Heritage Audio 2264JR - kompresor w formacie 500

Sprzęt studyjny | 16.12.2015  | Tomasz Wróblewski
Marka:  Heritage Audio

W ubiegłym miesiącu przedstawiłem szafkę w formacie 500 i jednocześnie sumator analogowy MCM-8 oraz przedwzmacniacz 73JR hiszpańskiej firmy Heritage Audio. Zgodnie z zapowiedzią, teraz czas na kompresor 2264JR.

Urządzenie jest połączeniem przedwzmacniacza mikrofonowego oraz kompresora bazującego na Heritage Audio 2264E (wiernej kopii modułu Neve 2264 z 1974 roku, ale z elementami funkcjonalności starszego modelu 2254). Jest to typowo tranzystorowe rozwiązanie typu VCA ze sprzężeniem typu feed-backward, obecnie kojarzonym głównie z tzw. brzmieniem vintage.

Konstrukcja Heritage Audio 2264JR

Tor sygnałowy urządzenia jest w całości oparty na topologii A (podobnie jak w Neve 2254), wejścia i wyjścia są separowane transformatorowo, kompresor ma własne liniowe, a sygnał z wejścia mikrofonowego, po wzmocnieniu w przedwzmacniaczu, kierowany jest na to samo wyjście. Urządzenie zajmuje w szafce 500 dwa sloty, przy czym slot lewy to wejście liniowe i wyjście, a slot prawy to wejście mikrofonowe z załączanym napięciem fantomowym. Można zatem mieć na stałe podłączone dwa sygnały i przełączać się między nimi przyciskiem MIC, mając na zmianę przedwzmacniacz lub kompresor. Przycisk LINK pozwala powiązać sterowanie kompresją przez dedykowaną szynę, zatem możliwa jest praca dwóch takich kompresorów w trybie stereo (wciąż jednak trzeba zadbać o takie same ustawienia, co jest o tyle łatwe, że wszystkie regulatory w 2264JR to przełączniki obrotowe).

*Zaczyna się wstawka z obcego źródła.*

//! Command executor integration tests
//!
//! Drives `CommandExecutor` with the in-memory map, store and publisher and
//! checks the persisted state together with the published events.

use std::future::Future;

use uuid::Uuid;

use robot_service::command::{Command, CommandEnvelope, CommandExecutor};
use robot_service::core::config::ServiceConfig;
use robot_service::core::error::{GameError, Result};
use robot_service::core::types::{PlanetId, PlayerId, RobotId};
use robot_service::events::{EventPayload, InMemoryPublisher};
use robot_service::planet::{Planet, PlanetMap, Route, StaticMap};
use robot_service::robot::item::ItemType;
use robot_service::robot::resource::ResourceType;
use robot_service::robot::state::Robot;
use robot_service::robot::upgrades::UpgradeType;
use robot_service::store::{InMemoryStore, PlanetRepository, RobotRepository};

type Executor = CommandExecutor<InMemoryStore, StaticMap, InMemoryPublisher>;

struct Fixture {
    executor: Executor,
    home: Planet,
    mine: Planet,
}

/// `home` (coal) and `mine` (iron, difficulty 3) are neighbours; `far` is not
/// connected to anything
fn fixture() -> Fixture {
    let home = Planet::new(PlanetId::new()).with_resource(ResourceType::Coal);
    let mine = Planet::new(PlanetId::new()).with_resource(ResourceType::Iron);
    let far = Planet::new(PlanetId::new());

    let map = StaticMap::new();
    map.add_planet(home.clone(), 2, 100);
    map.add_planet(mine.clone(), 3, 100);
    map.add_planet(far, 1, 0);
    map.connect(home.id, mine.id);

    let mut config = ServiceConfig::default();
    config.rng_seed = Some(42);

    Fixture {
        executor: Executor::new(InMemoryStore::new(), map, InMemoryPublisher::new(), &config),
        home,
        mine,
    }
}

impl Fixture {
    fn spawn(&mut self, player: PlayerId) -> Robot {
        self.executor.spawn(player, self.home.clone())
    }

    fn robot(&self, id: RobotId) -> Robot {
        self.executor.store().find(id).unwrap()
    }

    async fn run(&mut self, robot: &Robot, command: Command) -> robot_service::events::GameEvent {
        let envelope = CommandEnvelope::new(robot.player(), robot.id(), command);
        self.executor.execute(envelope).await
    }
}

fn reason(event: &robot_service::events::GameEvent) -> &str {
    match &event.payload {
        EventPayload::Rejected { reason, .. } => reason,
        other => panic!("expected a rejection, got {:?}", other),
    }
}

#[tokio::test]
async fn test_spawn_publishes_event() {
    let mut f = fixture();
    let robot = f.spawn(PlayerId::new());

    assert_eq!(robot.energy(), 20);
    assert_eq!(robot.health(), 10);
    assert_eq!(f.executor.publisher().on_topic("robot-spawned").len(), 1);
    assert!(f.executor.store().find_planet(f.home.id).is_some());
}

#[tokio::test]
async fn test_move_to_neighbour() {
    let mut f = fixture();
    let robot = f.spawn(PlayerId::new());

    let event = f.run(&robot, Command::Move { target: f.mine.id }).await;

    assert!(event.success);
    let moved = f.robot(robot.id());
    assert_eq!(moved.planet(), f.mine.id);
    assert_eq!(moved.energy(), 17);
    assert_eq!(f.executor.publisher().on_topic("movement").len(), 1);
}

#[tokio::test]
async fn test_move_to_unconnected_planet_fails() {
    let mut f = fixture();
    let robot = f.spawn(PlayerId::new());
    let far = f
        .executor
        .map()
        .planets()
        .into_iter()
        .find(|p| p.id != f.home.id && p.id != f.mine.id)
        .unwrap();

    let event = f.run(&robot, Command::Move { target: far.id }).await;

    assert!(!event.success);
    assert_eq!(reason(&event), "TargetOutOfReach");
    assert_eq!(f.robot(robot.id()).energy(), 20);
}

#[tokio::test]
async fn test_blocked_planet_keeps_robot_but_spends_energy() {
    let mut f = fixture();
    let blocker = f.spawn(PlayerId::new());
    let runner = f.spawn(PlayerId::new());

    let blocked = f.run(&blocker, Command::Block).await;
    assert!(blocked.success);
    assert_eq!(f.robot(blocker.id()).energy(), 16);
    assert!(f.executor.store().find_planet(f.home.id).unwrap().blocked);

    let event = f.run(&runner, Command::Move { target: f.mine.id }).await;
    assert!(!event.success);
    assert_eq!(reason(&event), "PlanetBlocked");
    let runner_now = f.robot(runner.id());
    assert_eq!(runner_now.planet(), f.home.id);
    assert_eq!(runner_now.energy(), 17);

    f.executor.end_round().unwrap();
    assert!(!f.executor.store().find_planet(f.home.id).unwrap().blocked);

    let event = f.run(&runner, Command::Move { target: f.mine.id }).await;
    assert!(event.success);
    assert_eq!(f.robot(runner.id()).energy(), 14);
}

#[tokio::test]
async fn test_foreign_robot_is_rejected() {
    let mut f = fixture();
    let robot = f.spawn(PlayerId::new());

    let envelope = CommandEnvelope::new(PlayerId::new(), robot.id(), Command::Regenerate);
    let event = f.executor.execute(envelope).await;

    assert!(!event.success);
    assert_eq!(reason(&event), "PlayerMismatch");
}

#[tokio::test]
async fn test_attack_persists_both_robots() {
    let mut f = fixture();
    let attacker = f.spawn(PlayerId::new());
    let defender = f.spawn(PlayerId::new());

    let event = f.run(&attacker, Command::Attack { target: defender.id() }).await;

    assert!(event.success);
    assert_eq!(f.robot(attacker.id()).energy(), 19);
    assert_eq!(f.robot(defender.id()).health(), 9);
    match event.payload {
        EventPayload::Fighting {
            remaining_defender_health,
            defender_destroyed,
            ..
        } => {
            assert_eq!(remaining_defender_health, 9);
            assert!(!defender_destroyed);
        }
        other => panic!("unexpected payload {:?}", other),
    }
}

#[tokio::test]
async fn test_dead_robot_cannot_act() {
    let mut f = fixture();
    let attacker = f.spawn(PlayerId::new());
    let defender = f.spawn(PlayerId::new());
    f.executor.grant_item(attacker.id(), ItemType::Rocket).unwrap();
    f.executor.grant_item(attacker.id(), ItemType::Rocket).unwrap();

    for _ in 0..2 {
        let event = f
            .run(
                &attacker,
                Command::UseItem {
                    item: ItemType::Rocket,
                    target: defender.id().0,
                },
            )
            .await;
        assert!(event.success);
    }
    assert!(!f.robot(defender.id()).is_alive());

    let event = f.run(&defender, Command::Regenerate).await;
    assert!(!event.success);
    assert_eq!(reason(&event), "RobotDead");
}

#[tokio::test]
async fn test_mine_takes_from_deposit() {
    let mut f = fixture();
    let robot = f.spawn(PlayerId::new());

    let event = f.run(&robot, Command::Mine).await;

    assert!(event.success);
    let miner = f.robot(robot.id());
    assert_eq!(miner.inventory().storage_usage_for(ResourceType::Coal), 2);
    assert_eq!(miner.energy(), 19);
    assert_eq!(f.executor.map().deposit(f.home.id), 98);
}

#[tokio::test]
async fn test_mine_above_mining_level_fails() {
    let mut f = fixture();
    let robot = f.spawn(PlayerId::new());
    f.run(&robot, Command::Move { target: f.mine.id }).await;

    let event = f.run(&robot, Command::Mine).await;

    assert!(!event.success);
    assert_eq!(reason(&event), "CannotMine");

    f.executor.upgrade(robot.id(), UpgradeType::Mining, 1).unwrap();
    let event = f.run(&robot, Command::Mine).await;
    assert!(event.success);
    assert_eq!(
        f.robot(robot.id()).inventory().storage_usage_for(ResourceType::Iron),
        2
    );
}

#[tokio::test]
async fn test_use_item_without_item_fails() {
    let mut f = fixture();
    let robot = f.spawn(PlayerId::new());

    let event = f
        .run(
            &robot,
            Command::UseItem {
                item: ItemType::Nuke,
                target: f.home.id.0,
            },
        )
        .await;

    assert!(!event.success);
    assert_eq!(reason(&event), "ItemCountUnderflow");
}

#[tokio::test]
async fn test_repair_swarm_heals_own_robots() {
    let mut f = fixture();
    let player = PlayerId::new();
    let healer = f.spawn(player);
    let friend = f.spawn(player);
    let enemy = f.spawn(PlayerId::new());
    f.executor.upgrade(friend.id(), UpgradeType::Health, 1).unwrap();
    f.executor.grant_item(enemy.id(), ItemType::Rocket).unwrap();
    f.executor.grant_item(healer.id(), ItemType::RepairSwarm).unwrap();

    f.run(
        &enemy,
        Command::UseItem {
            item: ItemType::Rocket,
            target: friend.id().0,
        },
    )
    .await;
    assert_eq!(f.robot(friend.id()).health(), 5);

    let event = f
        .run(
            &healer,
            Command::UseItem {
                item: ItemType::RepairSwarm,
                target: Uuid::nil(),
            },
        )
        .await;

    assert!(event.success);
    assert_eq!(f.robot(friend.id()).health(), 25);
    assert_eq!(f.robot(healer.id()).inventory().item_count(ItemType::RepairSwarm), 0);
    assert_eq!(f.executor.publisher().on_topic("item-repair").len(), 1);
}

#[tokio::test]
async fn test_wormhole_ignores_blocking() {
    let mut f = fixture();
    let robot = f.spawn(PlayerId::new());
    let blocker = f.spawn(PlayerId::new());
    f.executor.grant_item(robot.id(), ItemType::Wormhole).unwrap();
    // the destination must be known to the store
    f.executor.spawn(PlayerId::new(), f.mine.clone());
    assert!(f.run(&blocker, Command::Block).await.success);

    let event = f
        .run(
            &robot,
            Command::UseItem {
                item: ItemType::Wormhole,
                target: f.mine.id.0,
            },
        )
        .await;

    assert!(event.success);
    let moved = f.robot(robot.id());
    assert_eq!(moved.planet(), f.mine.id);
    assert_eq!(moved.energy(), 20);
}

#[tokio::test]
async fn test_end_round_redistributes_loot() {
    let mut f = fixture();
    let winner = f.spawn(PlayerId::new());
    let loser = f.spawn(PlayerId::new());
    f.executor
        .grant_resource(loser.id(), ResourceType::Gem, 6)
        .unwrap();
    f.executor.grant_item(winner.id(), ItemType::Rocket).unwrap();
    f.executor.grant_item(winner.id(), ItemType::Rocket).unwrap();
    for _ in 0..2 {
        f.run(
            &winner,
            Command::UseItem {
                item: ItemType::Rocket,
                target: loser.id().0,
            },
        )
        .await;
    }

    let reports = f.executor.end_round().unwrap();

    assert_eq!(reports.len(), 1);
    let (planet, report) = &reports[0];
    assert_eq!(*planet, f.home.id);
    assert_eq!(report.destroyed, vec![loser.id()]);
    assert_eq!(report.received_by(winner.id(), ResourceType::Gem), 6);

    assert!(f.executor.store().find(loser.id()).is_none());
    assert_eq!(
        f.robot(winner.id()).inventory().storage_usage_for(ResourceType::Gem),
        6
    );
    let publisher = f.executor.publisher();
    assert_eq!(publisher.on_topic("robot-destroyed").len(), 1);
    assert_eq!(publisher.on_topic("resource-distribution").len(), 1);

    assert!(f.executor.end_round().unwrap().is_empty());
}

/// Map that reports more mined resources than were asked for
struct OverdeliveringMap(StaticMap);

impl PlanetMap for OverdeliveringMap {
    fn route(&self, from: PlanetId, to: PlanetId) -> impl Future<Output = Result<Route>> + Send {
        self.0.route(from, to)
    }

    fn mine(
        &self,
        planet: PlanetId,
        resource: ResourceType,
        amount: u32,
    ) -> impl Future<Output = Result<u32>> + Send {
        let mined = self.0.mine(planet, resource, amount);
        async move { mined.await.map(|m| m + 50) }
    }
}

#[tokio::test]
async fn test_mine_never_stores_more_than_requested() {
    let home = Planet::new(PlanetId::new()).with_resource(ResourceType::Coal);
    let map = StaticMap::new();
    map.add_planet(home.clone(), 1, 100);
    let mut executor = CommandExecutor::new(
        InMemoryStore::new(),
        OverdeliveringMap(map),
        InMemoryPublisher::new(),
        &ServiceConfig::default(),
    );
    let player = PlayerId::new();
    let robot = executor.spawn(player, home);
    executor
        .grant_resource(robot.id(), ResourceType::Coal, 19)
        .unwrap();

    let event = executor
        .execute(CommandEnvelope::new(player, robot.id(), Command::Mine))
        .await;

    assert!(event.success);
    let miner = executor.store().find(robot.id()).unwrap();
    assert_eq!(miner.inventory().used_storage(), 20);
    assert_eq!(miner.energy(), 19);
}

#[tokio::test]
async fn test_restore_hooks_refill_living_robots() {
    let mut f = fixture();
    let robot = f.spawn(PlayerId::new());
    let enemy = f.spawn(PlayerId::new());
    f.executor.grant_item(enemy.id(), ItemType::Rocket).unwrap();
    f.run(
        &enemy,
        Command::UseItem {
            item: ItemType::Rocket,
            target: robot.id().0,
        },
    )
    .await;
    f.run(&robot, Command::Move { target: f.mine.id }).await;

    f.executor.restore_health(robot.id()).unwrap();
    f.executor.restore_energy(robot.id()).unwrap();

    let restored = f.robot(robot.id());
    assert_eq!(restored.health(), restored.max_health());
    assert_eq!(restored.energy(), restored.max_energy());
}

#[tokio::test]
async fn test_restore_rejects_destroyed_robot() {
    let mut f = fixture();
    let robot = f.spawn(PlayerId::new());
    let enemy = f.spawn(PlayerId::new());
    f.executor.grant_item(enemy.id(), ItemType::Nuke).unwrap();
    f.run(
        &enemy,
        Command::UseItem {
            item: ItemType::Nuke,
            target: f.home.id.0,
        },
    )
    .await;

    let result = f.executor.restore_health(robot.id());
    assert!(matches!(result, Err(GameError::RobotDead(_))));
    assert!(!f.robot(robot.id()).is_alive());
}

W module kompresji regulacji podlega czas powrotu (od 100 ms do 1,5 s, w czterech pozycjach). Oprócz tego są też dwa tryby automatycznego czasu powrotu (odpowiednio: 100/50 ms przy sygnale transjentowym oraz 2/5 s przy materiale jednorodnym dynamicznie). Producent nie publikuje żadnych szczegółów na temat funkcjonalności przycisku FAST, ale podejrzewam, że wpływa on głównie na czas ataku i w sposób zdecydowany zmienia brzmienie. Próg zadziałania kompresji regulujemy skokowo w zakresie ±12 dBu, zatem gdy chcemy uzyskać odpowiednio głębokie tłumienie - w tym wypadku maksymalnie 20 dB - sygnał wyjściowy z urządzenia poprzedzającego musi być odpowiednio wysoki. Tor kompresji można ominąć przyciskiem DYN, a przyciskiem z symbolem filtru górnoprzepustowego wyłączyć niskie częstotliwości z toru sterowania tłumieniem, co sprawia, że basy przechodzą przez kompresor praktycznie niezmienione i nie wpływają na tłumienie środka i góry.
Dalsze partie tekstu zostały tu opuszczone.